Una donna bianca che combatte per se stessa e la sua impresa, nel continente nero, un continente che diventa poco a poco ostile e inospitale, che la caccia via da tutto quello che lei ha sempre conosciuto e amato, seppur col fine di restituire ai rispettivi proprietari e abitanti indigeni africani cio' che gli ''altri'' hanno portato via con la forza e col imperialismo monetario e culturale.
Con una regia asciutta e sempre attenta la Denis evita ogni sorta di imbellimenti o romanticismi, raccontando una storia con sfumature possibili e verosimili, di scontri umani, etnici e culturali che non  sempre finiscono in bene. Storie di rese dei conti seppur involontarie, storie dove non ci sono vittime e carnefici ma i ruoli si interscambiano costantemente tra gli uni e gli altri, perchè niente è nero su bianco. Tutti combattono e lottano per quello che ritengono giusto, quello che amano, quello a cui tengono; sia gli Africani indigeni che gli Europei discendenti. Ma alla fine come in tutte le storie ci sono i perdenti e vincitori, solo che anche in quel momento sia le conquiste che le perdite si basano sul sangue versato di persone innocenti.
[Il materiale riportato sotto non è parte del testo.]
//! The hub: registry, dispatcher and configuration in one owned value.
//!
//! Built once at startup and shared as `Arc<Hub>` with every connection
//! task. There is no global state.

use std::sync::Arc;
use std::time::Duration;

use hub_protocol::{Envelope, MessageType, PresencePayload};
use serde::Serialize;
use tokio::task::JoinHandle;

use crate::broadcast::{broadcast, BroadcastReport};
use crate::connection::{ConnectionHandle, Frame};
use crate::dispatcher::Dispatcher;
use crate::error::HubError;
use crate::participant::ParticipantId;
use crate::registry::SessionRegistry;
use crate::session::{run_session, SessionEnd};

/// Default maximum number of concurrent participants.
pub const DEFAULT_MAX_PARTICIPANTS: usize = 100;

/// Default idle timeout before a silent connection is closed.
pub const DEFAULT_IDLE_TIMEOUT: Duration = Duration::from_secs(10 * 60);

/// Hub configuration.
#[derive(Debug, Clone)]
pub struct HubConfig {
    /// Maximum number of simultaneously registered participants.
    pub max_participants: usize,

    /// A connection that sends nothing for this long is closed.
    pub idle_timeout: Duration,

    /// Broadcast `PLAYER_JOIN` / `PLAYER_LEAVE` envelopes on membership
    /// changes.
    pub announce_presence: bool,
}

impl Default for HubConfig {
    fn default() -> Self {
        HubConfig {
            max_participants: DEFAULT_MAX_PARTICIPANTS,
            idle_timeout: DEFAULT_IDLE_TIMEOUT,
            announce_presence: false,
        }
    }
}

impl HubConfig {
    pub fn new(max_participants: usize) -> Self {
        HubConfig {
            max_participants,
            ..HubConfig::default()
        }
    }

    pub fn with_idle_timeout(mut self, idle_timeout: Duration) -> Self {
        self.idle_timeout = idle_timeout;
        self
    }

    pub fn with_presence(mut self, announce_presence: bool) -> Self {
        self.announce_presence = announce_presence;
        self
    }
}

/// Real-time session hub.
#[derive(Debug)]
pub struct Hub {
    config: HubConfig,
    registry: SessionRegistry,
    dispatcher: Dispatcher,
}

impl Hub {
    /// A hub with the standard routing table.
    pub fn new(config: HubConfig) -> Self {
        Hub::with_dispatcher(config, Dispatcher::with_default_handlers())
    }

    pub fn with_dispatcher(config: HubConfig, dispatcher: Dispatcher) -> Self {
        Hub {
            registry: SessionRegistry::new(config.max_participants),
            config,
            dispatcher,
        }
    }

    pub fn config(&self) -> &HubConfig {
        &self.config
    }

    pub fn registry(&self) -> &SessionRegistry {
        &self.registry
    }

    pub fn dispatcher(&self) -> &Dispatcher {
        &self.dispatcher
    }

    /// Admit a new connection under a fresh identity and start its session.
    ///
    /// On [`HubError::Capacity`] the handle has already been closed.
    pub async fn connect(
        self: &Arc<Self>,
        handle: ConnectionHandle,
    ) -> Result<(ParticipantId, JoinHandle<SessionEnd>), HubError> {
        let id = ParticipantId::generate();
        let participant = self.registry.admit(id.clone(), handle).await?;

        if self.config.announce_presence {
            self.announce(MessageType::PlayerJoin, &id).await;
        }

        let hub = Arc::clone(self);
        let task = tokio::spawn(async move {
            let end = run_session(
                &participant,
                &hub.registry,
                &hub.dispatcher,
                hub.config.idle_timeout,
            )
            .await;

            if hub.config.announce_presence {
                hub.announce(MessageType::PlayerLeave, participant.id()).await;
            }
            end
        });

        Ok((id, task))
    }

    /// Send a typed envelope to a single participant.
    ///
    /// The envelope's `player_id` is the addressee.
    pub async fn send_to<P>(
        &self,
        id: &ParticipantId,
        kind: MessageType,
        payload: &P,
    ) -> Result<(), HubError>
    where
        P: Serialize + ?Sized,
    {
        let text = Envelope::new(kind, id.as_str(), payload)?.encode()?;
        let participant = self.registry.lookup(id).await?;
        participant.send(Frame::Text(text)).await?;
        Ok(())
    }

    /// Send `frame` to every registered participant.
    pub async fn broadcast(&self, frame: &Frame) -> BroadcastReport {
        broadcast(&self.registry, frame).await
    }

    async fn announce(&self, kind: MessageType, id: &ParticipantId) {
        let payload = PresencePayload {
            participants: self.registry.len().await,
        };

        let text = match Envelope::new(kind, id.as_str(), &payload).and_then(|env| env.encode()) {
            Ok(text) => text,
            Err(e) => {
                tracing::error!(
                    player_id = %id,
                    error = %e,
                    "Failed to encode presence announcement"
                );
                return;
            }
        };

        self.broadcast(&Frame::Text(text)).await;
    }
}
Alcune barrire si dimostrano essere veramente insuperabili, come il semplice fatto di essere una persona bianca in un paese nero. Le implicazioni che ne conseguono da una semplice caratteristica genetica a volte scaturiscono violente reazioni, non prive di fondamento e background storico, ma non sempre concepibili sul piano individuale ed umano.
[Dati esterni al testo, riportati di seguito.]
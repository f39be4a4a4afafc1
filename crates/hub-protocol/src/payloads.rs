//! Typed payloads.
//!
//! The hub itself only produces presence announcements. [`ChatPayload`] is
//! provided for bots and tools that want to read chat lines; the hub never
//! decodes chat payloads on the broadcast path.

use serde::{Deserialize, Serialize};

/// Payload of `PLAYER_JOIN` / `PLAYER_LEAVE` announcements.
#[derive(Debug, Clone, Copy, PartialEq, Eq, Serialize, Deserialize)]
pub struct PresencePayload {
    /// Number of participants registered after the change.
    pub participants: usize,
}

/// Conventional payload of a `CHAT_MESSAGE`.
#[derive(Debug, Clone, PartialEq, Eq, Serialize, Deserialize)]
pub struct ChatPayload {
    pub text: String,
}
Splendinda l'interpretazione della Huppert che in più occasioni dimostra di essersi perfettamente impossessata del personaggio di Maria Vial al quale dona spessore, tragicità, umanità e debolezza nonchè ne fà trapelare un'infinita forza di volonta e resistenza morale, prima ovviamente del crollo finale.
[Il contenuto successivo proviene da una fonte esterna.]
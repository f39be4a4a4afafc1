//! hub-protocol
//!
//! Wire-level encoding/decoding for the session hub.
//!
//! This crate turns the JSON documents exchanged over a WebSocket into
//! [`Envelope`]s and back again.
//!
//! - [`message_type`] : the open set of message type tags
//! - [`envelope`]     : the four-field envelope and its JSON codec
//! - [`payloads`]     : typed payloads for messages the hub produces itself

pub mod message_type;
pub mod envelope;
pub mod payloads;

pub use message_type::MessageType;

pub use envelope::{
    Envelope,
    ProtocolError,
    now_millis,
};

pub use payloads::{ChatPayload, PresencePayload};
Fotografia affascinante, essenziale, schietta che esaltano la natura fiera ma anche ostile e selvaggia dell'Africa. Un vero mix di poesia, attualità e drammaturgia condensate in un opera di rara fattura che non esprime sentenze morali o giudizi di alcun tipo ma non per questo risulta un prodotto sterile. Al contrario ci regala una grande varietà di emozioni che rendono la visione un'esperienza unica.
Ma in quanto al giudizio morale...Quello è il compito dello spettatore.
4/5. Da vedere assolutamente in quanto un piccolo capolavoro del cinema indipendente europeo.